A Spanish study has suggested that people who sleep less than six hours a night may be more likely to develop cardiovascular disease than those who sleep seven to eight hours. In the study, 3,974 bank workers wore activity trackers to measure sleep for one week and also had 3D heart ultrasounds and cardiac CT scans to look for heart disease.
Researchers found that compared to people who got seven to eight hours of sleep, those who slept less than six hours a night were 27 percent more likely to have “preclinical” atherosclerosis: structural changes and thickening in the artery walls that isn’t yet serious enough to cause complications.
Previous research has linked lack of sleep to traditional risk factors for heart diseases like high blood sugar, high blood pressure, inflammation, and obesity.
Senior study author Jose Ordovas, a researcher at the CNIC in Madrid and director of nutrition and genomics at the Jean Mayer USDA Human Nutrition Research Center on Aging at Tufts University, Boston said, “Sleep, together with diet and physical activity, (is) one of the healthy habits that we need to adopt and maintain to keep our cardiovascular system healthy. Our results support the traditional belief that we should have about eight hours of good sleep per day,”

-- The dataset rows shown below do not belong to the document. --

// ============================================================================
// HTTP API - actix-web routes in front of the KitchenActor
// ============================================================================
//
// GET  /cook              liveness text
// POST /cook              cook a list of pizzas
// GET  /inventory         current stock
// GET  /inventory/{item}  stock of one ingredient
// POST /inventory/reset   restore the initial stock
// GET  /recipes           recipe catalog
// GET  /health            kitchen health
// GET  /agent/tools        agent tool definitions
// POST /agent/tools/{name} run an agent tool with JSON arguments
//
// ============================================================================

mod errors;
mod handlers;

use actix_web::{error, web, HttpResponse};

pub use errors::ApiError;

pub const HELLO_MESSAGE: &str = "Hello from Cooking Agent";

/// Registers every route. Expects `web::Data<Addr<KitchenActor>>` and
/// `web::Data<InventoryTools>` in app data.
pub fn configure(cfg: &mut web::ServiceConfig) {
    cfg.app_data(json_config())
        .service(
            web::resource("/cook")
                .route(web::get().to(handlers::hello))
                .route(web::post().to(handlers::cook)),
        )
        .route("/inventory", web::get().to(handlers::inventory))
        .route("/inventory/reset", web::post().to(handlers::reset_inventory))
        .route("/inventory/{item}", web::get().to(handlers::inventory_item))
        .route("/recipes", web::get().to(handlers::list_recipes))
        .route("/health", web::get().to(handlers::health))
        .route("/agent/tools", web::get().to(handlers::list_tools))
        .route("/agent/tools/{name}", web::post().to(handlers::run_tool));
}

/// Malformed JSON bodies get a JSON 400 instead of actix's plain-text default
fn json_config() -> web::JsonConfig {
    web::JsonConfig::default().error_handler(|err, _req| {
        let message = err.to_string();
        tracing::warn!(error = %message, "Rejected malformed request body");
        error::InternalError::from_response(
            err,
            HttpResponse::BadRequest().json(serde_json::json!({ "error": message })),
        )
        .into()
    })
}
// ============================================================================
// Agent Tools - kitchen primitives exposed to an external LLM driver
// ============================================================================
//
// Tools take JSON arguments and return plain strings so any LLM client can
// relay them. No LLM client lives in this crate.
//
// ============================================================================

mod tools;

pub use tools::{InventoryTools, ToolError};
// ============================================================================
// Domain Layer - Business Logic
// ============================================================================
//
// Pure kitchen logic with no knowledge of HTTP, actors or metrics.
// The only shared mutable state is the InventoryStore.
//
// ============================================================================

pub mod kitchen;
// ============================================================================
// Kitchen Domain - ingredients, recipes, inventory and cooking
// ============================================================================
//
// This module contains ALL kitchen-specific code:
// - Value objects (Ingredient, Recipe)
// - Recipe catalog (static recipes, case-insensitive lookup)
// - Inventory (stock levels + thread-safe store)
// - Errors (InventoryError, KitchenError)
// - Cooking engine (CookingEngine, CookingResult)
//
// ============================================================================

pub mod value_objects;
pub mod recipes;
pub mod inventory;
pub mod errors;
pub mod cooking;

// Re-export for convenience
pub use value_objects::*;
pub use inventory::*;
pub use errors::*;
pub use cooking::*;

Dr. Daniel Gottlieb, director of the sleep disorders center at the VA Boston Healthcare System said, “One key to getting adequate sleep is making sleep a priority by turning off the TV, computer, tablet, and phone at a reasonable hour, keeping a regular sleep schedule, making time to relax before bed, and avoiding caffeine late in the day. Exercise and a good diet can also help to improve sleep quality.”